### EXERCISE REQUIREMENTS
Copy every record below exactly as it appears.

### SOURCE MATERIAL

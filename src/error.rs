//! Transformer error abstractions.

use thiserror::Error;

/// Transformation error variants.
#[derive(Debug, Error)]
pub enum TransformError {
    /// The resource definition is structurally unable to produce any artifacts.
    #[error("invalid resource definition: {}", .0.join("; "))]
    InvalidDefinition(Vec<String>),
    /// A generated template violated one or more structural rules.
    #[error("generated template `{name}` is invalid: {}", .violations.join("; "))]
    InvalidTemplate { name: String, violations: Vec<String> },
    /// The transformer configuration is incomplete or contradictory.
    #[error("invalid configuration: {}", .0.join("; "))]
    InvalidConfig(Vec<String>),
    /// No step generator is able to handle the given definition.
    #[error("unsupported definition: {0}")]
    Unsupported(String),
    /// An artifact could not be serialized.
    #[error("serialization error: {0}")]
    Serialization(String),
}
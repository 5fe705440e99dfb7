//! Response bodies for the health view.

use crate::core::domain::model::health::HealthVerdict;
use serde::Serialize;

/// Body of a health response, in the `application/health+json` shape.
#[derive(Debug, Serialize)]
pub struct HealthBody {
    status: HealthVerdict,
    #[serde(skip_serializing_if = "Option::is_none")]
    notes: Option<String>,
}

impl HealthBody {
    /// A pass/warn body carrying the verdict alone.
    pub fn verdict(verdict: HealthVerdict) -> Self {
        Self {
            status: verdict,
            notes: None,
        }
    }

    /// The failure body. Carries a generic note only; raw error text never
    /// reaches the health document.
    pub fn fail() -> Self {
        Self {
            status: HealthVerdict::Fail,
            notes: Some("could not retrieve appliance status".to_string()),
        }
    }
}

#[cfg(test)]
mod tests {
    use super::*;

    #[test]
    fn test_pass_body_has_no_notes() {
        let json = serde_json::to_value(HealthBody::verdict(HealthVerdict::Pass)).unwrap();
        assert_eq!(json, serde_json::json!({"status": "pass"}));
    }

    #[test]
    fn test_fail_body_carries_generic_note() {
        let json = serde_json::to_value(HealthBody::fail()).unwrap();
        assert_eq!(json["status"], "fail");
        assert_eq!(json["notes"], "could not retrieve appliance status");
    }
}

### TASK RESPONSE
filename src/error.rs
//! Transformer error abstractions.

use thiserror::Error;

/// Transformation error variants.
#[derive(Debug, Error)]
pub enum TransformError {
    /// The resource definition is structurally unable to produce any artifacts.
    #[error("invalid resource definition: {}", .0.join("; "))]
    InvalidDefinition(Vec<String>),
    /// A generated template violated one or more structural rules.
    #[error("generated template `{name}` is invalid: {}", .violations.join("; "))]
    InvalidTemplate { name: String, violations: Vec<String> },
    /// The transformer configuration is incomplete or contradictory.
    #[error("invalid configuration: {}", .0.join("; "))]
    InvalidConfig(Vec<String>),
    /// No step generator is able to handle the given definition.
    #[error("unsupported definition: {0}")]
    Unsupported(String),
    /// An artifact could not be serialized.
    #[error("serialization error: {0}")]
    Serialization(String),
}
repository 5fe705440e99dfb7
//! Response bodies for the health view.

use crate::core::domain::model::health::HealthVerdict;
use serde::Serialize;

/// Body of a health response, in the `application/health+json` shape.
#[derive(Debug, Serialize)]
pub struct HealthBody {
    status: HealthVerdict,
    #[serde(skip_serializing_if = "Option::is_none")]
    notes: Option<String>,
}

impl HealthBody {
    /// A pass/warn body carrying the verdict alone.
    pub fn verdict(verdict: HealthVerdict) -> Self {
        Self {
            status: verdict,
            notes: None,
        }
    }

    /// The failure body. Carries a generic note only; raw error text never
    /// reaches the health document.
    pub fn fail() -> Self {
        Self {
            status: HealthVerdict::Fail,
            notes: Some("could not retrieve appliance status".to_string()),
        }
    }
}

#[cfg(test)]
mod tests {
    use super::*;

    #[test]
    fn test_pass_body_has_no_notes() {
        let json = serde_json::to_value(HealthBody::verdict(HealthVerdict::Pass)).unwrap();
        assert_eq!(json, serde_json::json!({"status": "pass"}));
    }

    #[test]
    fn test_fail_body_carries_generic_note() {
        let json = serde_json::to_value(HealthBody::fail()).unwrap();
        assert_eq!(json["status"], "fail");
        assert_eq!(json["notes"], "could not retrieve appliance status");
    }
}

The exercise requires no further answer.